George P. Rich, for libellant.

Williams Carter and Morton P. Henry, for respondent Brockie.

Henry G. Ward, for respondent the American Steam-ship Company.

BUTLER, D. J. The libellant's case rests on his allegation of negligence. The respondents were not insurers; but were bound to the observance of proper care. Does the evidence show that they failed in this? The dock was dredged immediately before the barge entered. This is not only the usual, but the universal, method of removing obstructions and rendering the channel safe. How, then can the respondents justly be charged with negligence? As respects Mr. Brockie, the libellant has undertaken to show actual knowledge of danger. But even if the testimony appealed to is credited, it falls short. It shows notice simply that the barge's master believed a newly-dredged dock unsafe, for such vessels. This was of no importance, and the master was justified in disregarding it, unless the belief corresponds with common experience. The libellant has, however, produced testimony to show that it does correspond with such experience—that freshly-dredged docks are frequently found to be unsafe for the entrance of barges, and that this is so well understood that they are commonly subjected to inspection before such vessels enter. The testimony, when all considered, in my judgment, 747 does not sustain the position. Its weight, I think, is clearly the other way. A number of witnesses, of very large experience, testify that they never heard of such danger, and that docks are never inspected after dredging, except to ascertain the depth of channel.
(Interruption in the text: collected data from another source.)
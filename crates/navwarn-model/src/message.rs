//! Navigational-warning message projection

use chrono::{DateTime, Utc};
use serde::{Deserialize, Serialize};

use crate::area::Area;
use crate::geometry::FeatureCollection;

/// Main message class.
#[derive(Debug, Clone, Copy, PartialEq, Eq, Serialize, Deserialize)]
pub enum MainType {
    /// Navigational warning
    Nw,
    /// Notice to mariners; not representable as an S-124 dataset
    Nm,
}

impl MainType {
    /// Lower-case segment used when building the message MRN.
    pub fn mrn_segment(&self) -> &'static str {
        match self {
            MainType::Nw => "nw",
            MainType::Nm => "nm",
        }
    }
}

/// Concrete warning or notice class of a message.
#[derive(Debug, Clone, Copy, PartialEq, Eq, Serialize, Deserialize)]
pub enum WarningCategory {
    /// Local navigational warning
    LocalWarning,
    /// Coastal navigational warning
    CoastalWarning,
    /// Sub-area navigational warning
    SubareaWarning,
    /// NAVAREA navigational warning
    NavareaWarning,
    /// Temporary notice to mariners
    TemporaryNotice,
    /// Preliminary notice to mariners
    PreliminaryNotice,
    /// Permanent notice to mariners
    PermanentNotice,
    /// Miscellaneous notice to mariners
    MiscellaneousNotice,
}

/// Localized message title
#[derive(Debug, Clone, PartialEq, Eq, Serialize, Deserialize)]
pub struct MessageDesc {
    /// ISO 639-1 language code
    pub lang: String,
    /// Title in that language
    pub title: Option<String>,
}

/// Localized message-part details
#[derive(Debug, Clone, PartialEq, Eq, Serialize, Deserialize)]
pub struct MessagePartDesc {
    /// ISO 639-1 language code
    pub lang: String,
    /// Warning text in that language
    pub details: Option<String>,
}

/// Event-date interval of a message part
#[derive(Debug, Clone, PartialEq, Eq, Serialize, Deserialize)]
pub struct DateInterval {
    /// When set, the interval covers whole days and carries no time of day
    pub all_day: bool,
    /// Interval start
    pub from_date: Option<DateTime<Utc>>,
    /// Interval end
    pub to_date: Option<DateTime<Utc>>,
}

/// Typed link to another message
#[derive(Debug, Clone, PartialEq, Eq, Serialize, Deserialize)]
pub struct MessageReference {
    /// Identifier of the referenced message
    pub message_id: String,
    /// Relationship to the referenced message
    pub kind: ReferenceKind,
}

/// Relationship carried by a message reference.
#[derive(Debug, Clone, Copy, PartialEq, Eq, Serialize, Deserialize)]
pub enum ReferenceKind {
    /// Plain reference
    Reference,
    /// Repetition of an earlier message
    Repetition,
    /// Repetition with a new time
    RepetitionNewTime,
    /// Cancellation of an earlier message
    Cancellation,
    /// Update of an earlier message
    Update,
}

/// One geometrically-located fragment of a message, independently dated
/// and described.
#[derive(Debug, Clone, PartialEq, Serialize, Deserialize)]
pub struct MessagePart {
    /// 0-based position among the message's parts
    pub index_no: usize,
    /// Localized warning texts
    pub descs: Vec<MessagePartDesc>,
    /// Event-date intervals
    pub event_dates: Vec<DateInterval>,
    /// Located features of this part, if any
    pub geometry: Option<FeatureCollection>,
}

impl MessagePart {
    /// Localized details record for the given language, if present.
    pub fn desc(&self, lang: &str) -> Option<&MessagePartDesc> {
        self.descs.iter().find(|desc| desc.lang == lang)
    }

    /// Whether the part carries at least one feature.
    pub fn has_geometry(&self) -> bool {
        self.geometry
            .as_ref()
            .is_some_and(|collection| !collection.features.is_empty())
    }
}

/// Fully-populated message handed to the encoder.
#[derive(Debug, Clone, PartialEq, Serialize, Deserialize)]
pub struct Message {
    /// Unique message identifier
    pub id: String,
    /// Short identifier preferred over `id` when building external ids
    pub short_id: Option<String>,
    /// Main message class
    pub main_type: MainType,
    /// Concrete warning or notice class
    pub category: WarningCategory,
    /// Sequence number within the series; required by the encoder
    pub number: Option<u32>,
    /// Four-digit issue year
    pub year: Option<i32>,
    /// Start of the publication window
    pub publish_date_from: Option<DateTime<Utc>>,
    /// End of the publication window
    pub publish_date_to: Option<DateTime<Utc>>,
    /// Localized titles
    pub descs: Vec<MessageDesc>,
    /// Message parts in source order
    pub parts: Vec<MessagePart>,
    /// Areas the message applies to, in source order
    pub areas: Vec<Area>,
    /// References to other messages
    pub references: Vec<MessageReference>,
}

impl Message {
    /// Localized title record for the given language, if present.
    pub fn desc(&self, lang: &str) -> Option<&MessageDesc> {
        self.descs.iter().find(|desc| desc.lang == lang)
    }

    /// Short identifier when assigned, the full identifier otherwise.
    pub fn internal_id(&self) -> &str {
        self.short_id.as_deref().unwrap_or(&self.id)
    }
}

#[cfg(test)]
mod tests {
    use super::*;

    #[test]
    fn test_internal_id_prefers_short_id() {
        let mut message = Message {
            id: "8b2e0f1c".to_string(),
            short_id: Some("NW-016-17".to_string()),
            main_type: MainType::Nw,
            category: WarningCategory::LocalWarning,
            number: Some(16),
            year: Some(2017),
            publish_date_from: None,
            publish_date_to: None,
            descs: vec![],
            parts: vec![],
            areas: vec![],
            references: vec![],
        };
        assert_eq!(message.internal_id(), "NW-016-17");

        message.short_id = None;
        assert_eq!(message.internal_id(), "8b2e0f1c");
    }

    #[test]
    fn test_part_has_geometry() {
        let mut part = MessagePart {
            index_no: 0,
            descs: vec![],
            event_dates: vec![],
            geometry: None,
        };
        assert!(!part.has_geometry());

        part.geometry = Some(FeatureCollection::default());
        assert!(!part.has_geometry());

        part.geometry = Some(FeatureCollection {
            features: vec![crate::geometry::Feature {
                geometry: Some(crate::geometry::Geometry::Point {
                    coordinates: vec![12.0, 56.0],
                }),
            }],
        });
        assert!(part.has_geometry());
    }
}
It is probably true, as stated by one of the libellant's witnesses, (Patrick Powderly,) that bargemen entering such docks use their poles to feel for obstructions. This is the kind of precaution, says this witness, that is taken, and that it is the only precaution he has known. It was resorted to by the barge in this instance; but unfortunately the disarranged pile was not discovered. Under the circumstances shown, and in view of common usage and experience respecting the cleansing of docks, it would be unreasonable to hold the respondents guilty of negligence. They had no reason to apprehend the displacement of the pile; it was a very extraordinary circumstance,—not to be anticipated,—and the injury resulting from it was, therefore, one against which proper care would not guard. To hold the respondents liable under such circumstances would be to make them insurers.

This view of the case renders an examination of other questions discussed unimportant.

The libel must be dismissed.

* Reported by Frank P. Prichard, Esq., of the Philadelphia bar.